The effect of electrical fields on gene and protein expression in human osteoarthritic cartilage explants

Background: The destruction of cartilage in patients with osteoarthritis is a consequence of an imbalance between matrix synthesis and degradation. The purpose of the present study was to determine the effects of electrical stimulation on these processes in full-thickness osteoarthritic adult human articular cartilage explants. Methods: Full-thickness articular cartilage explants from osteoarthritic adult human knee joints were cultured in the absence or presence of interleukin-1 beta (IL-1 beta) and in the absence or presence of a specifically defined capacitively coupled electrical signal for seven or fourteen days. Total collagen and proteoglycan production were assessed by means of hydroxyproline and hexosamine analyses, respectively. Quantitative real-time polymerase chain reaction assays were used to measure mRNA expression levels of aggrecan, type-II collagen, collagenase-1 (MMP-1), collagenase-3 (MMP-13), stromelysin-1 (MMP-3), aggrecanase-1 (ADAM-TS4), and aggrecanase-2 (ADAM-TS5). Results: Electrical stimulation of cultured explants for seven or fourteen days resulted in significant increases (p < 0.007) in proteoglycan and collagen production and a highly significant upregulation (p <= 0.005) of aggrecan and type-II collagen mRNA expression. This occurred even in the presence of IL-1 beta. In the absence of IL-1 beta, the expression of metalloproteinases was at barely detectable levels in these explants. Treatment with IL-1 beta led to the significant upregulation of metal loproteinase expression (p < 0.03), but simultaneous administration of the capacitively coupled electrical signal dramatically inhibited this stimulation. Conclusions: The data show that, even in the presence of IL-1 beta, a specific, defined capacitively coupled electrical signal can result in significant upregulation of cartilage matrix protein expression and production while simultaneously significantly attenuating the upregulation of metal loproteinase expression.
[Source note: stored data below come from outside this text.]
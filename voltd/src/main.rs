//! The volt node daemon.

use std::path::PathBuf;

use tracing::{error, info};

use voltd::{Node, NodeHandle, VoltdConfig};

use volt_network::{AddressBook, PeerSet, Syncer};

#[tokio::main]
async fn main() {
    tracing_subscriber::fmt::init();

    let config_path = std::env::args().nth(1).map(PathBuf::from);
    let config = match VoltdConfig::load(config_path.as_deref()) {
        Ok(config) => config,
        Err(error) => {
            eprintln!("failed to load configuration: {}", error);
            std::process::exit(1);
        }
    };
    info!(network = %config.network, "starting voltd");

    let (node, handle) = match Node::new(&config) {
        Ok(started) => started,
        Err(error) => {
            error!(%error, "failed to open chain state");
            std::process::exit(1);
        }
    };
    let worker = tokio::spawn(node.run());

    let network_config = config.network_config();
    let book = match AddressBook::open(&network_config.peers_dir) {
        Ok(book) => book,
        Err(error) => {
            error!(%error, "failed to open the peer address pool");
            std::process::exit(1);
        }
    };

    let (peer_set, sync_events) = PeerSet::new(network_config, handle.client(), book);
    {
        let listener = peer_set.clone();
        tokio::spawn(async move {
            if let Err(error) = listener.listen().await {
                error!(%error, "peer listener failed");
            }
        });
    }
    {
        let maintainer = peer_set.clone();
        tokio::spawn(async move { maintainer.maintain().await });
    }

    let (syncer, sync_progress) = Syncer::new(handle.client(), peer_set, sync_events);
    tokio::spawn(syncer.run());
    // The RPC layer polls this for `getSyncProgress`-style queries.
    let _sync_progress = sync_progress;

    match tokio::signal::ctrl_c().await {
        Ok(()) => info!("interrupt received, shutting down"),
        Err(error) => error!(%error, "failed to listen for shutdown signal"),
    }

    shutdown(&handle).await;
    let _ = worker.await;
    info!("voltd stopped");
}

/// Drain the dispatch queue, flush persistence, and stop the worker.
async fn shutdown(handle: &NodeHandle) {
    if handle.shutdown().await.is_err() {
        // The worker already stopped on its own (storage failure).
    }
}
These results support the contention that delivery of a specific, defined electrical field to articular cartilage could result in matrix preservation. Clinical Relevance: Osteoarthritis ultimately results in the progressive destruction of articular cartilage through mechanisms involving metalloproteinase activity. The use of electrical stimulation to both increase matrix production and diminish matrix destruction has the promising potential to treat osteoarthritic patients in a noninvasive manner.